On Greek Revival steps at the base of the Bunker Hill Monument?
By the glow of the dim emergency lights during the Charlestown Naval Yard’s introduction video?
In the shadow of an old photograph of an even older warship?
Or is it all of the above?
We never know when the need to sketch will strike. Today the need seemed to arise every time we paused for even a moment during our visit to Boston.
Were they drawing sketches of the historic sites we were visiting? Making architectural sketches or maps? Not today. Their interests leaned more towards dress designs and cartoon cats.
Art has the power to be a conduit for connection- between individuals, between cultures and between disciplines. The practice of creating is often art itself. The girls were soaking in their surroundings, putting their ideas and visions onto paper and making a physical/kinetic connection between the sites we visited and the drawings they created.
Where is the best place to make art?
Wherever you are.
Here’s Catherine in her happiest of happy places, face down in the ocean with her mask and snorkel. I don’t think she lifted her head for a good 15 minutes at least!
“Mama, I think that I got the ‘liking swimming’ gene from you. And you must have gotten it from Grandpa.” This girl sure knows her biology!
We have been so, so fortunate to have had many days in a row of perfect, summer, beach weather! After the winter we just had, you can be sure that we have been taking full advantage of these lovely days!

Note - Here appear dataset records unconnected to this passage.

//! Object model.
//!
//! Objects are word arrays inside committed regions:
//!
//! ```text
//! word 0   mark word   age << 3 | 0b01            (normal)
//!                      forwardee | 0b11           (forwarded)
//! word 1   layout      kind | shape fields
//! word 2.. reference slots (0 is null), then data words
//! ```
//!
//! Sizes are rounded up to [`MIN_OBJ_ALIGN_WORDS`] so every gap left by
//! the collector can hold a filler object.

use std::fmt;
use std::num::NonZeroUsize;
use std::sync::atomic::{AtomicUsize, Ordering};

use crate::config::MAX_AGE;

/// Bytes per heap word.
pub const WORD_SIZE: usize = std::mem::size_of::<usize>();
/// log2 of [`WORD_SIZE`].
pub const LOG_WORD_SIZE: u32 = WORD_SIZE.trailing_zeros();
/// Words in every object header.
pub const HEADER_WORDS: usize = 2;
/// Object sizes and addresses are multiples of this many words.
pub const MIN_OBJ_ALIGN_WORDS: usize = 2;
/// Largest field count representable in a layout word.
pub const MAX_SHAPE_FIELD: usize = (1 << 30) - 1;

const KIND_BITS: usize = 2;
const KIND_MASK: usize = 0b11;
const KIND_INSTANCE: usize = 0;
const KIND_REF_ARRAY: usize = 1;
const KIND_FILLER: usize = 2;
const FIELD_MASK: usize = MAX_SHAPE_FIELD;

/// Rounds a word count up to the object alignment.
#[inline]
#[must_use]
pub const fn align_object_words(words: usize) -> usize {
    (words + MIN_OBJ_ALIGN_WORDS - 1) & !(MIN_OBJ_ALIGN_WORDS - 1)
}

/// Shape of an object requested by a mutator.
#[derive(Debug, Clone, Copy, PartialEq, Eq)]
pub enum ObjectShape {
    /// Fixed number of reference slots followed by raw data words.
    Instance {
        /// Reference slots.
        refs: usize,
        /// Raw data words.
        data: usize,
    },
    /// Array of reference slots.
    RefArray {
        /// Element count.
        len: usize,
    },
}

impl ObjectShape {
    /// Instance with `refs` reference slots and `data` data words.
    #[must_use]
    pub const fn instance(refs: usize, data: usize) -> Self {
        Self::Instance { refs, data }
    }

    /// Reference array of `len` elements.
    #[must_use]
    pub const fn ref_array(len: usize) -> Self {
        Self::RefArray { len }
    }

    /// Total size in words including header and alignment padding.
    #[must_use]
    pub const fn size_words(self) -> usize {
        match self {
            Self::Instance { refs, data } => align_object_words(HEADER_WORDS + refs + data),
            Self::RefArray { len } => align_object_words(HEADER_WORDS + len),
        }
    }

    pub(crate) const fn fits(self) -> bool {
        match self {
            Self::Instance { refs, data } => refs <= MAX_SHAPE_FIELD && data <= MAX_SHAPE_FIELD,
            Self::RefArray { len } => len <= MAX_SHAPE_FIELD,
        }
    }

    pub(crate) const fn layout(self) -> Layout {
        match self {
            Self::Instance { refs, data } => Layout::Instance { refs, data },
            Self::RefArray { len } => Layout::RefArray { len },
        }
    }
}

/// Decoded layout word.
#[derive(Debug, Clone, Copy, PartialEq, Eq)]
pub(crate) enum Layout {
    Instance { refs: usize, data: usize },
    RefArray { len: usize },
    Filler { words: usize },
}

impl Layout {
    pub(crate) const fn encode(self) -> usize {
        match self {
            Self::Instance { refs, data } => {
                KIND_INSTANCE | (refs << KIND_BITS) | (data << (KIND_BITS + 30))
            }
            Self::RefArray { len } => KIND_REF_ARRAY | (len << KIND_BITS),
            Self::Filler { words } => KIND_FILLER | (words << KIND_BITS),
        }
    }

    pub(crate) const fn decode(raw: usize) -> Self {
        match raw & KIND_MASK {
            KIND_INSTANCE => Self::Instance {
                refs: (raw >> KIND_BITS) & FIELD_MASK,
                data: (raw >> (KIND_BITS + 30)) & FIELD_MASK,
            },
            KIND_REF_ARRAY => Self::RefArray {
                len: raw >> KIND_BITS,
            },
            _ => Self::Filler {
                words: raw >> KIND_BITS,
            },
        }
    }

    pub(crate) const fn size_words(self) -> usize {
        match self {
            Self::Instance { refs, data } => align_object_words(HEADER_WORDS + refs + data),
            Self::RefArray { len } => align_object_words(HEADER_WORDS + len),
            Self::Filler { words } => words,
        }
    }

    /// Number of reference slots.
    pub(crate) const fn ref_count(self) -> usize {
        match self {
            Self::Instance { refs, .. } => refs,
            Self::RefArray { len } => len,
            Self::Filler { .. } => 0,
        }
    }

    pub(crate) const fn is_filler(self) -> bool {
        matches!(self, Self::Filler { .. })
    }

    pub(crate) const fn is_ref_array(self) -> bool {
        matches!(self, Self::RefArray { .. })
    }
}

/// Decoded mark word.
#[derive(Clone, Copy, PartialEq, Eq)]
pub(crate) struct MarkWord(usize);

impl MarkWord {
    const TAG_MASK: usize = 0b11;
    const TAG_NORMAL: usize = 0b01;
    const TAG_FORWARDED: usize = 0b11;
    const AGE_SHIFT: usize = 3;
    const AGE_MASK: usize = 0xF;

    pub(crate) const fn from_raw(raw: usize) -> Self {
        Self(raw)
    }

    pub(crate) const fn raw(self) -> usize {
        self.0
    }

    pub(crate) const fn with_age(age: u8) -> Self {
        Self(((age as usize & Self::AGE_MASK) << Self::AGE_SHIFT) | Self::TAG_NORMAL)
    }

    pub(crate) const fn forwarded_to(addr: usize) -> Self {
        Self(addr | Self::TAG_FORWARDED)
    }

    pub(crate) const fn is_forwarded(self) -> bool {
        self.0 & Self::TAG_MASK == Self::TAG_FORWARDED
    }

    pub(crate) const fn forwardee(self) -> usize {
        self.0 & !Self::TAG_MASK
    }

    pub(crate) const fn age(self) -> u8 {
        ((self.0 >> Self::AGE_SHIFT) & Self::AGE_MASK) as u8
    }

    /// Adds `by` to the age, saturating at the maximum age.
    pub(crate) const fn aged(self, by: u8) -> Self {
        let age = self.age().saturating_add(by);
        Self::with_age(if age > MAX_AGE { MAX_AGE } else { age })
    }
}

impl fmt::Debug for MarkWord {
    fn fmt(&self, f: &mut fmt::Formatter<'_>) -> fmt::Result {
        if self.is_forwarded() {
            write!(f, "MarkWord(forwarded -> {:#x})", self.forwardee())
        } else {
            write!(f, "MarkWord(age {})", self.age())
        }
    }
}

/// Address of an object in the heap.
///
/// Values are only produced by the heap and always point at an object
/// header inside a committed region; the accessors below rely on that.
#[derive(Clone, Copy, PartialEq, Eq, Hash, PartialOrd, Ord)]
pub struct ObjRef(NonZeroUsize);

impl fmt::Debug for ObjRef {
    fn fmt(&self, f: &mut fmt::Formatter<'_>) -> fmt::Result {
        write!(f, "ObjRef({:#x})", self.0)
    }
}

impl ObjRef {
    /// Wraps a raw slot value; `0` is null.
    #[inline]
    pub(crate) const fn from_raw(addr: usize) -> Option<Self> {
        match NonZeroUsize::new(addr) {
            Some(nz) => Some(Self(nz)),
            None => None,
        }
    }

    /// Raw address of the object header.
    #[inline]
    #[must_use]
    pub const fn addr(self) -> usize {
        self.0.get()
    }

    #[inline]
    fn word(self, index: usize) -> &'static AtomicUsize {
        // SAFETY: an ObjRef always points at a header inside a committed
        // region, regions outlive every reference handed out for them, and
        // callers stay within the object's size.
        unsafe { word_at(self.addr() + index * WORD_SIZE) }
    }

    #[inline]
    pub(crate) fn mark_word(self) -> MarkWord {
        MarkWord(self.word(0).load(Ordering::Acquire))
    }

    #[inline]
    pub(crate) fn set_mark_word(self, mark: MarkWord) {
        self.word(0).store(mark.0, Ordering::Release);
    }

    /// Installs `new` if the header still holds `expected`. Returns the
    /// header value observed on failure.
    #[inline]
    pub(crate) fn cas_mark_word(self, expected: MarkWord, new: MarkWord) -> Result<(), MarkWord> {
        self.word(0)
            .compare_exchange(expected.0, new.0, Ordering::AcqRel, Ordering::Acquire)
            .map(|_| ())
            .map_err(MarkWord)
    }

    #[inline]
    pub(crate) fn layout(self) -> Layout {
        Layout::decode(self.word(1).load(Ordering::Relaxed))
    }

    #[inline]
    pub(crate) fn size_words(self) -> usize {
        self.layout().size_words()
    }

    #[inline]
    pub(crate) fn size_bytes(self) -> usize {
        self.size_words() * WORD_SIZE
    }

    #[inline]
    pub(crate) fn end(self) -> usize {
        self.addr() + self.size_bytes()
    }

    #[inline]
    pub(crate) fn is_forwarded(self) -> bool {
        self.mark_word().is_forwarded()
    }

    /// The forwardee, or `self` if not forwarded.
    #[inline]
    pub(crate) fn resolve_forwarded(self) -> Self {
        let mark = self.mark_word();
        if mark.is_forwarded() {
            Self::from_raw(mark.forwardee()).unwrap_or(self)
        } else {
            self
        }
    }

    /// Address of reference slot `index`.
    #[inline]
    pub(crate) fn ref_slot_addr(self, index: usize) -> usize {
        self.addr() + (HEADER_WORDS + index) * WORD_SIZE
    }

    #[inline]
    pub(crate) fn ref_slot(self, index: usize) -> &'static AtomicUsize {
        debug_assert!(index < self.layout().ref_count());
        self.word(HEADER_WORDS + index)
    }

    #[inline]
    pub(crate) fn data_word(self, index: usize) -> &'static AtomicUsize {
        let refs = self.layout().ref_count();
        self.word(HEADER_WORDS + refs + index)
    }

    /// Calls `f(slot_addr, slot)` for every reference slot in `[from, to)`.
    #[inline]
    pub(crate) fn slots_in(
        self,
        from: usize,
        to: usize,
        mut f: impl FnMut(usize, &'static AtomicUsize),
    ) {
        for i in from..to {
            f(self.ref_slot_addr(i), self.word(HEADER_WORDS + i));
        }
    }

    /// Calls `f(slot_addr, slot)` for every reference slot.
    #[inline]
    pub(crate) fn slots(self, f: impl FnMut(usize, &'static AtomicUsize)) {
        let n = self.layout().ref_count();
        self.slots_in(0, n, f);
    }
}

/// Atomic view of the heap word at `addr`.
///
/// # Safety
///
/// `addr` must be word aligned and lie inside committed heap memory that
/// stays mapped for the rest of the program's use of the reference.
#[inline]
pub(crate) unsafe fn word_at(addr: usize) -> &'static AtomicUsize {
    debug_assert_eq!(addr % WORD_SIZE, 0);
    unsafe { &*(addr as *const AtomicUsize) }
}

/// Writes a fresh object header and clears its body.
///
/// The mark word is published last with release ordering so a reader that
/// finds the object through a published reference sees a parseable header.
///
/// # Safety
///
/// `[addr, addr + shape.size_words())` must be committed heap memory owned
/// exclusively by the caller.
pub(crate) unsafe fn init_object(addr: usize, shape: ObjectShape) -> ObjRef {
    let words = shape.size_words();
    unsafe {
        word_at(addr + WORD_SIZE).store(shape.layout().encode(), Ordering::Relaxed);
        for i in HEADER_WORDS..words {
            word_at(addr + i * WORD_SIZE).store(0, Ordering::Relaxed);
        }
        word_at(addr).store(MarkWord::with_age(0).raw(), Ordering::Release);
    }
    ObjRef::from_raw(addr).unwrap_or_else(|| unreachable!("heap addresses are non-zero"))
}

/// Turns `[addr, addr + words)` into a parseable dead object.
///
/// # Safety
///
/// The range must be committed heap memory that no live object overlaps
/// and `words` must be a non-zero multiple of [`MIN_OBJ_ALIGN_WORDS`].
pub(crate) unsafe fn fill_with_filler(addr: usize, words: usize) {
    debug_assert!(words >= MIN_OBJ_ALIGN_WORDS && words % MIN_OBJ_ALIGN_WORDS == 0);
    unsafe {
        word_at(addr + WORD_SIZE).store(Layout::Filler { words }.encode(), Ordering::Relaxed);
        word_at(addr).store(MarkWord::with_age(0).raw(), Ordering::Release);
    }
}

/// Copies `words` words from `from` to `to` word by word.
///
/// # Safety
///
/// Both ranges must be committed heap memory and must not overlap unless
/// `to <= from` (sliding compaction copies downwards).
pub(crate) unsafe fn copy_words(from: usize, to: usize, words: usize) {
    for i in 0..words {
        unsafe {
            let v = word_at(from + i * WORD_SIZE).load(Ordering::Relaxed);
            word_at(to + i * WORD_SIZE).store(v, Ordering::Relaxed);
        }
    }
}

#[cfg(test)]
mod tests {
    use super::*;

    #[test]
    fn test_layout_round_trip() {
        for layout in [
            Layout::Instance { refs: 3, data: 7 },
            Layout::Instance { refs: MAX_SHAPE_FIELD, data: 1 },
            Layout::RefArray { len: 100_000 },
            Layout::Filler { words: 64 },
        ] {
            assert_eq!(Layout::decode(layout.encode()), layout);
        }
    }

    #[test]
    fn test_sizes_are_aligned() {
        assert_eq!(ObjectShape::instance(0, 0).size_words(), 2);
        assert_eq!(ObjectShape::instance(1, 0).size_words(), 4);
        assert_eq!(ObjectShape::instance(1, 1).size_words(), 4);
        assert_eq!(ObjectShape::ref_array(3).size_words(), 6);
    }

    #[test]
    fn test_mark_word_states() {
        let m = MarkWord::with_age(3);
        assert!(!m.is_forwarded());
        assert_eq!(m.age(), 3);
        assert_eq!(m.aged(20).age(), MAX_AGE);

        let f = MarkWord::forwarded_to(0x1000);
        assert!(f.is_forwarded());
        assert_eq!(f.forwardee(), 0x1000);
    }

    #[test]
    fn test_object_in_plain_memory() {
        let mut buf = vec![0usize; 16];
        let addr = buf.as_mut_ptr() as usize;
        // SAFETY: the buffer is owned by this test and large enough.
        let obj = unsafe { init_object(addr, ObjectShape::instance(2, 3)) };
        assert_eq!(obj.size_words(), 8);
        assert_eq!(obj.layout().ref_count(), 2);
        obj.data_word(2).store(99, Ordering::Relaxed);
        assert_eq!(buf[6], 99);

        let copy = addr + 8 * WORD_SIZE;
        // SAFETY: both halves belong to the buffer.
        unsafe { copy_words(addr, copy, 8) };
        let twin = ObjRef::from_raw(copy).unwrap();
        assert_eq!(twin.data_word(2).load(Ordering::Relaxed), 99);

        assert!(obj
            .cas_mark_word(MarkWord::with_age(0), MarkWord::forwarded_to(copy))
            .is_ok());
        assert_eq!(obj.resolve_forwarded(), twin);
        assert_eq!(obj.size_words(), 8);
        drop(buf);
    }
}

Today, though, when the girls and I were discussing our plans, they asked if we couldn’t have a “home day”. I wrestled with myself a little bit- home days tend to have a little more tv in them than I’d like and I usually end up cleaning up scads of art projects gone amiss.. but the three of us did need a day out of the sun, so, in the end, we stayed home.
This week at the library, I stumbled across a dvd collection of Ghost Writer episodes. They were instantly checked out as I floated home surround by a cloud of nostalgia. I popped the first dvd in this morning, not knowing that the house would soon be filled with Ghost Writer hysteria!

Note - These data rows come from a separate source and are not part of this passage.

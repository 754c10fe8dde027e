//! Work distribution for remembered-set scanning.
//!
//! The heap is cut into chunks handed out through one atomic cursor. The
//! first group of chunks is region sized; each following group uses chunks
//! half as large, so the tail of the scan is fine grained and workers
//! finish close together even when some regions are far costlier to scan.

use std::sync::atomic::{AtomicUsize, Ordering};

use crate::card::table::{CARDS_PER_CLUSTER, CARD_SIZE_WORDS};

/// Smallest chunk: one card cluster.
pub const SMALLEST_CHUNK_WORDS: usize = CARD_SIZE_WORDS * CARDS_PER_CLUSTER;
/// Upper bound on chunk-size groups.
pub const MAXIMUM_GROUPS: usize = 16;

/// One unit of scanning work.
#[derive(Debug, Clone, Copy, PartialEq, Eq)]
pub struct RegionChunk {
    /// Region index.
    pub region: usize,
    /// Word offset of the chunk within the region.
    pub offset_words: usize,
    /// Chunk length in words.
    pub size_words: usize,
}

/// Lock-free iterator over region chunks of shrinking size.
#[derive(Debug)]
pub struct RegionChunkIterator {
    region_words: usize,
    group_size: usize,
    num_groups: usize,
    total_chunks: usize,
    chunk_words: [usize; MAXIMUM_GROUPS],
    group_offset: [usize; MAXIMUM_GROUPS],
    group_first_chunk: [usize; MAXIMUM_GROUPS],
    index: AtomicUsize,
}

impl RegionChunkIterator {
    /// Plans chunks for `region_count` regions of `region_words` words,
    /// with groups of `4 * workers` chunks.
    #[must_use]
    pub fn new(region_count: usize, region_words: usize, workers: usize) -> Self {
        let group_size = 4 * workers.max(1);
        let total_words = region_count * region_words;
        let smallest = SMALLEST_CHUNK_WORDS.min(region_words);

        let mut chunk_words = [0; MAXIMUM_GROUPS];
        let mut group_offset = [0; MAXIMUM_GROUPS];
        let mut group_first_chunk = [0; MAXIMUM_GROUPS];
        let mut chunk = region_words;
        let mut covered = 0;
        let mut chunks = 0;
        let mut groups = 0;

        while covered < total_words && groups < MAXIMUM_GROUPS {
            let remaining = total_words - covered;
            let last_group = groups + 1 == MAXIMUM_GROUPS || chunk / 2 < smallest;
            let count = if last_group {
                remaining.div_ceil(chunk)
            } else {
                group_size.min(remaining.div_ceil(chunk))
            };
            chunk_words[groups] = chunk;
            group_offset[groups] = covered;
            group_first_chunk[groups] = chunks;
            covered += (count * chunk).min(remaining);
            chunks += count;
            groups += 1;
            if chunk / 2 >= smallest {
                chunk /= 2;
            }
        }

        Self {
            region_words,
            group_size,
            num_groups: groups,
            total_chunks: chunks,
            chunk_words,
            group_offset,
            group_first_chunk,
            index: AtomicUsize::new(0),
        }
    }

    /// Chunks per group (except possibly the last).
    #[must_use]
    pub const fn group_size(&self) -> usize {
        self.group_size
    }

    /// Number of chunk-size groups.
    #[must_use]
    pub const fn num_groups(&self) -> usize {
        self.num_groups
    }

    /// Total chunks.
    #[must_use]
    pub const fn total_chunks(&self) -> usize {
        self.total_chunks
    }

    /// Claims the next chunk. Safe to call from many threads.
    pub fn next(&self) -> Option<RegionChunk> {
        let i = self.index.fetch_add(1, Ordering::Relaxed);
        if i >= self.total_chunks {
            return None;
        }
        let group = (0..self.num_groups)
            .rev()
            .find(|g| self.group_first_chunk[*g] <= i)
            .unwrap_or(0);
        let chunk = self.chunk_words[group];
        let offset = self.group_offset[group] + (i - self.group_first_chunk[group]) * chunk;
        let region = offset / self.region_words;
        let offset_words = offset % self.region_words;
        Some(RegionChunk {
            region,
            offset_words,
            size_words: chunk.min(self.region_words - offset_words),
        })
    }

    /// Whether unclaimed chunks remain. Not reliable under concurrency.
    #[must_use]
    pub fn has_next(&self) -> bool {
        self.index.load(Ordering::Relaxed) < self.total_chunks
    }

    /// Rewinds to the first chunk.
    pub fn reset(&self) {
        self.index.store(0, Ordering::Relaxed);
    }
}

#[cfg(test)]
mod tests {
    use super::*;
    use std::collections::HashSet;

    fn covered_words(iter: &RegionChunkIterator) -> Vec<RegionChunk> {
        std::iter::from_fn(|| iter.next()).collect()
    }

    #[test]
    fn test_chunks_tile_the_heap_exactly() {
        let region_words = 32 * 1024;
        let iter = RegionChunkIterator::new(40, region_words, 2);
        let chunks = covered_words(&iter);
        assert_eq!(chunks.len(), iter.total_chunks());

        let mut seen = HashSet::new();
        let mut total = 0;
        for c in &chunks {
            assert!(c.offset_words + c.size_words <= region_words);
            assert!(c.size_words >= SMALLEST_CHUNK_WORDS);
            for w in (c.offset_words..c.offset_words + c.size_words).step_by(SMALLEST_CHUNK_WORDS) {
                assert!(seen.insert((c.region, w)), "overlapping chunk {c:?}");
            }
            total += c.size_words;
        }
        assert_eq!(total, 40 * region_words);
    }

    #[test]
    fn test_chunk_sizes_shrink() {
        let iter = RegionChunkIterator::new(64, 64 * 1024, 1);
        let chunks = covered_words(&iter);
        assert_eq!(chunks[0].size_words, 64 * 1024);
        assert!(chunks.last().unwrap().size_words < 64 * 1024);
        assert!(chunks.windows(2).all(|w| w[0].size_words >= w[1].size_words));
        assert!(iter.num_groups() <= MAXIMUM_GROUPS);
    }

    #[test]
    fn test_concurrent_claims_are_disjoint() {
        let iter = RegionChunkIterator::new(32, 32 * 1024, 4);
        let claimed = std::sync::Mutex::new(Vec::new());
        std::thread::scope(|s| {
            for _ in 0..4 {
                s.spawn(|| {
                    while let Some(c) = iter.next() {
                        claimed.lock().unwrap().push((c.region, c.offset_words));
                    }
                });
            }
        });
        let claimed = claimed.into_inner().unwrap();
        let unique: HashSet<_> = claimed.iter().copied().collect();
        assert_eq!(unique.len(), claimed.len());
        assert_eq!(claimed.len(), iter.total_chunks());
    }

    #[test]
    fn test_reset() {
        let iter = RegionChunkIterator::new(2, SMALLEST_CHUNK_WORDS, 1);
        while iter.next().is_some() {}
        assert!(!iter.has_next());
        iter.reset();
        assert!(iter.has_next());
    }
}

Posters were made and Ghost Writer fan pennants were crafted and taped to colored pencils to wave around. Esme practiced her new reading skills with every new note on the screen and Catherine set to work making keys and writing notes in code. When doing things in another room I was visited frequently and given detailed updates on the plots and the clues the kids were using to solve their mysteries. Plans were made for the forming of a potential Ghost Writer fan club. Episode after episode after episode was eagerly consumed.
I had hoped they would enjoy it, as I did, but I hadn’t expected their all consuming enthusiasm for a twenty four year old* PBS show. It was all just to fantastic! In a world where kids tv shows with diverse, smart, girls and boys are hard to find, I’m glad that this one can stand the test of time…mostly!

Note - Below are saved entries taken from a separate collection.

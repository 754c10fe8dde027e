//! Double-buffered card table.
//!
//! Mutator barriers dirty the write table. At init mark the write table is
//! copied into the read table and cleared, so remembered-set scanning reads
//! a stable snapshot while mutators keep dirtying the live table.

use std::sync::atomic::{AtomicU8, Ordering};

/// log2 of the card size in bytes.
pub const CARD_SHIFT: u32 = 9;
/// Bytes covered by one card.
pub const CARD_SIZE: usize = 1 << CARD_SHIFT;
/// Words covered by one card.
pub const CARD_SIZE_WORDS: usize = CARD_SIZE / crate::heap::object::WORD_SIZE;
/// Cards per cluster; chunks handed to workers are whole clusters.
pub const CARDS_PER_CLUSTER: usize = 64;

const CLEAN: u8 = 0;
const DIRTY: u8 = 1;

/// Read and write card tables covering the whole heap.
#[derive(Debug)]
pub struct CardTable {
    base: usize,
    read: Box<[AtomicU8]>,
    write: Box<[AtomicU8]>,
}

impl CardTable {
    /// Creates clean tables covering `[base, base + heap_bytes)`.
    #[must_use]
    pub fn new(base: usize, heap_bytes: usize) -> Self {
        let cards = heap_bytes.div_ceil(CARD_SIZE);
        Self {
            base,
            read: (0..cards).map(|_| AtomicU8::new(CLEAN)).collect(),
            write: (0..cards).map(|_| AtomicU8::new(CLEAN)).collect(),
        }
    }

    /// Number of cards.
    #[inline]
    #[must_use]
    pub fn len(&self) -> usize {
        self.read.len()
    }

    /// Returns `true` if the table covers no memory.
    #[inline]
    #[must_use]
    pub fn is_empty(&self) -> bool {
        self.read.is_empty()
    }

    /// Card index covering `addr`.
    #[inline]
    #[must_use]
    pub const fn card_index(&self, addr: usize) -> usize {
        (addr - self.base) >> CARD_SHIFT
    }

    /// First address covered by `card`.
    #[inline]
    #[must_use]
    pub const fn card_start(&self, card: usize) -> usize {
        self.base + (card << CARD_SHIFT)
    }

    /// Mutator-side dirtying. Relaxed: a lost race only over-approximates.
    #[inline]
    pub fn dirty_write(&self, addr: usize) {
        let card = &self.write[self.card_index(addr)];
        if card.load(Ordering::Relaxed) != DIRTY {
            card.store(DIRTY, Ordering::Relaxed);
        }
    }

    /// Dirties every write-table card overlapping `[addr, addr + bytes)`.
    pub fn dirty_write_range(&self, addr: usize, bytes: usize) {
        if bytes == 0 {
            return;
        }
        let first = self.card_index(addr);
        let last = self.card_index(addr + bytes - 1);
        for card in &self.write[first..=last] {
            card.store(DIRTY, Ordering::Relaxed);
        }
    }

    /// Dirties every read- and write-table card overlapping the range.
    pub fn dirty_both_range(&self, addr: usize, bytes: usize) {
        if bytes == 0 {
            return;
        }
        let first = self.card_index(addr);
        let last = self.card_index(addr + bytes - 1);
        for card in first..=last {
            self.read[card].store(DIRTY, Ordering::Relaxed);
            self.write[card].store(DIRTY, Ordering::Relaxed);
        }
    }

    /// Card dirty in the read snapshot.
    #[inline]
    #[must_use]
    pub fn is_read_dirty(&self, card: usize) -> bool {
        self.read[card].load(Ordering::Relaxed) == DIRTY
    }

    /// Card dirty in the live write table.
    #[inline]
    #[must_use]
    pub fn is_write_dirty(&self, card: usize) -> bool {
        self.write[card].load(Ordering::Relaxed) == DIRTY
    }

    /// Card dirty in either table.
    #[inline]
    #[must_use]
    pub fn is_either_dirty(&self, card: usize) -> bool {
        self.is_read_dirty(card) || self.is_write_dirty(card)
    }

    /// `read := write; write := clean` over `[from, to)`. Pause only.
    pub fn swap_range(&self, from: usize, to: usize) {
        let (first, last) = (self.card_index(from), self.card_index(to));
        for card in first..last {
            let w = self.write[card].swap(CLEAN, Ordering::Relaxed);
            self.read[card].store(w, Ordering::Relaxed);
        }
    }

    /// `read |= write` over `[from, to)`; the write table is kept.
    pub fn merge_write_into_read(&self, from: usize, to: usize) {
        let (first, last) = (self.card_index(from), self.card_index(to));
        for card in first..last {
            if self.write[card].load(Ordering::Relaxed) == DIRTY {
                self.read[card].store(DIRTY, Ordering::Relaxed);
            }
        }
    }

    /// Cleans both tables over `[from, to)`.
    pub fn clear_range(&self, from: usize, to: usize) {
        let (first, last) = (self.card_index(from), self.card_index(to));
        for card in first..last {
            self.read[card].store(CLEAN, Ordering::Relaxed);
            self.write[card].store(CLEAN, Ordering::Relaxed);
        }
    }

    /// Number of cards dirty in either table over `[from, to)`.
    #[must_use]
    pub fn count_dirty(&self, from: usize, to: usize) -> usize {
        let (first, last) = (self.card_index(from), self.card_index(to));
        (first..last).filter(|c| self.is_either_dirty(*c)).count()
    }
}

#[cfg(test)]
mod tests {
    use super::*;

    const BASE: usize = 0x1000_0000;

    #[test]
    fn test_dirty_and_swap() {
        let table = CardTable::new(BASE, 64 * CARD_SIZE);
        table.dirty_write(BASE + 3 * CARD_SIZE + 8);
        let card = table.card_index(BASE + 3 * CARD_SIZE);
        assert!(table.is_write_dirty(card));
        assert!(!table.is_read_dirty(card));

        table.swap_range(BASE, BASE + 64 * CARD_SIZE);
        assert!(table.is_read_dirty(card));
        assert!(!table.is_write_dirty(card));
        assert!(table.is_either_dirty(card));
    }

    #[test]
    fn test_range_dirtying_covers_partial_cards() {
        let table = CardTable::new(BASE, 64 * CARD_SIZE);
        table.dirty_write_range(BASE + CARD_SIZE - 8, 16);
        assert!(table.is_write_dirty(0));
        assert!(table.is_write_dirty(1));
        assert!(!table.is_write_dirty(2));
        assert_eq!(table.count_dirty(BASE, BASE + 64 * CARD_SIZE), 2);
    }

    #[test]
    fn test_merge_keeps_write_table() {
        let table = CardTable::new(BASE, 8 * CARD_SIZE);
        table.dirty_write(BASE);
        table.merge_write_into_read(BASE, BASE + 8 * CARD_SIZE);
        assert!(table.is_read_dirty(0));
        assert!(table.is_write_dirty(0));
        table.clear_range(BASE, BASE + 8 * CARD_SIZE);
        assert!(!table.is_either_dirty(0));
    }
}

The girls are in bed now, but they changed into their pjs talking about GW and I’m sure it will be the first thing they want to do in the morning. They may have spent a huge part of today watching tv, but they used their minds and talents creatively, made connections, practiced new and old skills and were thoroughly entertained. Win, win, win, win, win.
*Catherine did note, “This show must be pretty old. I can tell because of all the old fashioned things.” So, true, Catherine. And you didn’t even mention the wardrobes!
If you take a close look at the above photo, you’ll notice that only 50% of the children are smiling. The other 50% are scowling for some unknown reason. But now, after the fact, they will both tell you that they had a great walk up to the light house and back.
This is how many (if not most) of our particular family’s outings tend to go. We might have a good start, but sometimes it’s rocky. One or another of us doesn’t want to go. Then things are great for a while…until things aren’t great for someone (or everyone). Sometime in the middle we hear, “aren’t we going home yet?” from one and “I never want to go home” from the other. And more often than not, we have a very pleasant second half of the trip as we wind our way homeward. All in all, our outings skew towards the awesome end of things, with a hefty sprinkling of “why, oh why, did we decide to do this?” added in for good measure.
Even with all of the complaints and the feet dragging and anything else they throw at us, I wouldn’t give up these trips, big and small, for anything. Even on the worst days when they fight me the whole time just to turn around and say how much fun they had.
Day by day, outing by outing, we are all learning to work through our feelings. Tiredness, not getting our way-edness, tempering our glee when we do get our way, keeping on keeping on, and so forth.
And some outings are perfect from the word go. Go figure.